Key performance indicators are one way to define and measure quality. According to Dr Verpoest, clinical KPIs can be broken down into cumulative live birth rates, hospital-wide functions, and center-specific considerations. Cumulative live birth rates, while nuanced in interpretation, can give information about the quality of an institution as a whole over a single individual or procedure. Administrative KPIs at the hospital level ensure that records are extensive, well-kept, and accessible.

Dr Verpoest went on to argue that center-specific performance indicators may be the most difficult to measure. While pregnancy rate per embryo transfer per operator is a standard measure, other metrics, such as pain score at retrieval, could also be used to gauge the patient’s perception of her experience.

But, if the patient determines the IVF clinic’s quality, how can the patient experience be enhanced and improve patient satisfaction? Dr Verpoest suggests clinics should invest in continuing education and training and allow senior staff to lead by example. Engaging in clinical research can improve long-term quality by pushing practitioners to consider novel methods.

He added that quality management systems are essential for managing processes, assessing risk, and proactively troubleshooting issues. Furthermore, the importance of cultivating a positive work culture among the clinic team cannot be underemphasized. Patients will be put at ease by friendly and harmonious interactions between staff.

Since patients are the true judges of clinic quality, Dr Verpoest suggested surveying them to gauge their perceptions. His clinic reportedly asks patients to complete questionnaires on multiple occasions throughout their treatment, from their first appointment to pregnancy testing and follow-up. Patients have the opportunity to give numerous opinions on their experience, from waiting room comfort and wait times to whether the physician was able to converse with the patient in their native language.
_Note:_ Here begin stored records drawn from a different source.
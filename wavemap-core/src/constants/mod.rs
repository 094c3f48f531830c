//! Constants for Wavemap Core
//!
//! Every numeric value the engine depends on lives here, grouped by domain,
//! with the unit in the name and a note on where the number comes from.
//!
//! ## Organization
//!
//! - **Scan**: platform scan throttling limits
//! - **Signal**: RSSI sentinels, quality thresholds and frequency bands
//! - **Interpolation**: IDW defaults and the coincidence radius

/// Platform scan throttling limits used by the scan gate.
pub mod scan;

/// RSSI reference values, quality thresholds and WiFi band edges.
pub mod signal;

/// Defaults for the inverse distance weighting interpolator.
pub mod interpolation;

pub use scan::{MIN_SCAN_INTERVAL_MS, THROTTLE_WARNING_AFTER_SCANS, THROTTLE_WINDOW_MS};

pub use signal::{
    NO_COVERAGE_RSSI_DBM, RSSI_EXCELLENT_DBM, RSSI_FAIR_DBM, RSSI_GOOD_DBM, RSSI_POOR_DBM,
    RSSI_VERY_WEAK_DBM,
};

pub use interpolation::{
    COINCIDENCE_DISTANCE_PCT, DEFAULT_GRID_HEIGHT, DEFAULT_GRID_WIDTH, DEFAULT_IDW_POWER,
    PERCENT_SPAN,
};
//! Async scan sessions for Wavemap
//!
//! ## Overview
//!
//! `wavemap-core` decides whether a scan may run; this crate runs it. A
//! [`ScanSession`] owns the rate-limiting gate, talks to the platform
//! through a [`ScanProvider`], and hands every request back as an ordered
//! stream of [`ScanOutcome`](wavemap_core::ScanOutcome) values on a tokio
//! channel.
//!
//! ## Collaborators
//!
//! | Trait            | Supplied by          | Role                             |
//! |------------------|----------------------|----------------------------------|
//! | [`ScanProvider`] | platform layer       | radio state, trigger, cache      |
//! | [`ScanSink`]     | persistence layer    | stores successful results        |
//! | `TimeSource`     | caller               | millisecond clock for the gate   |
//!
//! ## Outcome ordering
//!
//! Every receiver yields either exactly one refusal, or `Scanning`
//! followed by exactly one terminal outcome, and then closes.
//!
//! ## Example Usage
//!
//! ```rust
//! use async_trait::async_trait;
//! use wavemap_core::{RawNetworkObservation, ScanCompletion, ScanOutcome};
//! use wavemap_scan::{ScanProvider, ScanSession, SessionConfig};
//!
//! struct FixedRadio;
//!
//! #[async_trait]
//! impl ScanProvider for FixedRadio {
//!     async fn is_scanning_enabled(&self) -> bool {
//!         true
//!     }
//!     async fn trigger_scan(&self) -> ScanCompletion {
//!         ScanCompletion::Fresh(vec![RawNetworkObservation::new(
//!             "office", "aa:bb:cc:dd:ee:ff", -51, 2437, "[ESS]",
//!         )])
//!     }
//!     async fn cached_observations(&self) -> Vec<RawNetworkObservation> {
//!         Vec::new()
//!     }
//! }
//!
//! # #[tokio::main(flavor = "current_thread")]
//! # async fn main() {
//! let session = ScanSession::new(FixedRadio, SessionConfig::default());
//! let mut outcomes = session.request_scan().await;
//!
//! assert_eq!(outcomes.recv().await, Some(ScanOutcome::Scanning));
//! assert!(matches!(outcomes.recv().await, Some(ScanOutcome::Success { .. })));
//! assert_eq!(outcomes.recv().await, None);
//! # }
//! ```

pub mod clock;
pub mod config;
pub mod provider;
pub mod session;

pub use clock::TokioClock;
pub use config::SessionConfig;
pub use provider::{NullSink, ScanProvider, ScanSink, SinkError};
pub use session::{wait_hint, ScanSession, SessionStats, SCAN_TIMEOUT_MESSAGE};

use thiserror::Error;

/// Errors raised while setting up a session
#[derive(Debug, Error)]
pub enum SessionError {
    /// Configuration document is not valid JSON for [`SessionConfig`]
    #[error("config parse error: {0}")]
    Json(#[from] serde_json::Error),

    /// Configuration parsed but a value is unusable
    #[error("invalid config: {0}")]
    InvalidConfig(&'static str),
}
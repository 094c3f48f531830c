//! Inverse Distance Weighting
//!
//! Every grid cell is a weighted mean of all sample values, each weighted
//! by `1 / d^p` where `d` is the cell's distance to the sample:
//!
//! ```text
//! value(x, y) = Σ(wᵢ · vᵢ) / Σ(wᵢ)      wᵢ = 1 / dᵢ^p
//! ```
//!
//! Because the weights are positive and normalised, the result is a convex
//! combination and never leaves `[min(vᵢ), max(vᵢ)]`. Larger `p` makes the
//! nearest samples dominate; `p = 2` is the usual choice for indoor surveys.
//!
//! The weights are evaluated as `(d_min / dᵢ)^p` with `d_min` the nearest
//! sample distance. That is the same ratio, but the largest weight is always
//! 1, so `d^p` cannot overflow or underflow into a bogus result at large `p`.
//!
//! A cell closer than [`COINCIDENCE_DISTANCE_PCT`] to a sample takes that
//! sample's value outright. This avoids the `1 / 0` blow-up and is what the
//! user sees when standing on a measured spot.
//!
//! Cost is `O(width · height · samples)`. There is no spatial index: a
//! survey has tens of points, and any pruning would have to reproduce the
//! full sum exactly.

use crate::constants::{
    COINCIDENCE_DISTANCE_PCT, DEFAULT_GRID_HEIGHT, DEFAULT_GRID_WIDTH, DEFAULT_IDW_POWER,
    NO_COVERAGE_RSSI_DBM,
};
use crate::sample::SignalSample;

use super::grid::InterpolatedGrid;

/// IDW interpolator with a fixed power exponent
///
/// Stateless apart from the exponent; share it freely across threads.
#[derive(Debug, Clone, Copy, PartialEq)]
pub struct IdwInterpolator {
    power: f64,
}

impl Default for IdwInterpolator {
    fn default() -> Self {
        Self {
            power: DEFAULT_IDW_POWER,
        }
    }
}

impl IdwInterpolator {
    /// Create an interpolator with the given power exponent
    ///
    /// # Panics
    ///
    /// If `power` is not a finite number greater than zero.
    pub fn new(power: f64) -> Self {
        assert!(
            power.is_finite() && power > 0.0,
            "IDW power must be finite and > 0, got {}",
            power
        );
        Self { power }
    }

    /// Power exponent
    pub fn power(&self) -> f64 {
        self.power
    }

    /// Interpolate onto the default 100 x 100 grid
    pub fn interpolate_default(&self, samples: &[SignalSample]) -> InterpolatedGrid {
        self.interpolate(samples, DEFAULT_GRID_WIDTH, DEFAULT_GRID_HEIGHT)
    }

    /// Interpolate onto a `grid_width x grid_height` grid
    ///
    /// An empty sample set yields a grid filled with -100 dBm.
    ///
    /// # Panics
    ///
    /// If either dimension is below 2.
    pub fn interpolate(
        &self,
        samples: &[SignalSample],
        grid_width: usize,
        grid_height: usize,
    ) -> InterpolatedGrid {
        assert!(grid_width >= 2, "grid width must be >= 2, got {}", grid_width);
        assert!(grid_height >= 2, "grid height must be >= 2, got {}", grid_height);

        if samples.is_empty() {
            return InterpolatedGrid::filled(grid_width, grid_height, NO_COVERAGE_RSSI_DBM);
        }

        InterpolatedGrid::from_fn(grid_width, grid_height, |gx, gy| {
            self.value_at(samples, gx, gy)
        })
    }

    /// Estimate RSSI at a single percentage position
    ///
    /// When several samples lie inside the coincidence radius the nearest
    /// one wins, and an exact tie goes to the stronger value. The whole
    /// sample set is always visited, so the answer does not depend on the
    /// order samples are passed in.
    pub fn value_at(&self, samples: &[SignalSample], x: f64, y: f64) -> f64 {
        let mut coincident: Option<(f64, f64)> = None;
        let mut nearest = f64::INFINITY;

        for sample in samples {
            let distance = sample.distance_to(x, y);

            if distance < COINCIDENCE_DISTANCE_PCT {
                let candidate = (distance, sample.avg_rssi());
                coincident = match coincident {
                    Some(best) if !closer(candidate, best) => Some(best),
                    _ => Some(candidate),
                };
            } else if distance < nearest {
                nearest = distance;
            }
        }

        if let Some((_, value)) = coincident {
            return value;
        }

        // Weights are scaled by nearest^p so the largest is exactly 1
        let mut weighted_sum = 0.0;
        let mut weight_sum = 0.0;
        for sample in samples {
            let weight = libm::pow(nearest / sample.distance_to(x, y), self.power);
            weighted_sum += weight * sample.avg_rssi();
            weight_sum += weight;
        }

        if weight_sum > 0.0 && weight_sum.is_finite() {
            weighted_sum / weight_sum
        } else {
            NO_COVERAGE_RSSI_DBM
        }
    }
}

/// Nearer wins; equal distance goes to the stronger signal
fn closer(candidate: (f64, f64), best: (f64, f64)) -> bool {
    candidate.0 < best.0 || (candidate.0 == best.0 && candidate.1 > best.1)
}

/// Interpolate `samples` onto a `grid_width x grid_height` grid with IDW
///
/// Shorthand for `IdwInterpolator::new(power).interpolate(..)`.
///
/// # Panics
///
/// If `grid_width < 2`, `grid_height < 2`, or `power` is not a finite number
/// greater than zero.
pub fn interpolate(
    samples: &[SignalSample],
    grid_width: usize,
    grid_height: usize,
    power: f64,
) -> InterpolatedGrid {
    IdwInterpolator::new(power).interpolate(samples, grid_width, grid_height)
}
This is a fantastic method for identifying areas to improve.

Collaboration is Key

In summary, all of the symposium speakers made it clear that clinic management, scientific organizations, certification and accreditation councils, and industry stakeholders need to collaborate to support clinics, education, and quality management. Patients are first and foremost in the assessment of a clinic’s quality; they can tell when a clinic is organized, educated, progressive, and cooperative. Our actions will let patients know they are safe, surrounded by a caring and knowledgeable team of experts.


1Rienzi L, Gracia, C, Maggiulli, R, LaBarbera AR, Kaser, DJ, Ubaldi FM, et al. Oocyte, embryo, and blastocyst cryopreservation in ART: systematic review and meta-analysis comparing slow-freezing versus vitrification to produce evidence for the development of global guidance. Hum Reprod Update, 2017; 23(2):139-155.


Jenna Miller MS, CGC, is a board-certified and licensed genetic counselor. She holds a Bachelor of Science degree in Genetics and Biotechnology from Brigham Young University and a Master of Science degree in Human Genetics from Sarah Lawrence College. Jenna began her career at the biotech startup Recombine by providing genetic counseling services to patients and physicians. She then moved into clinical diagnostics, and eventually lead CooperGenomics’ carrier screening clinical diagnostics team. Jenna has been CooperSurgical’s clinical science liaison since 2017. In this role, she travels North America educating healthcare providers about genomics within the ART field.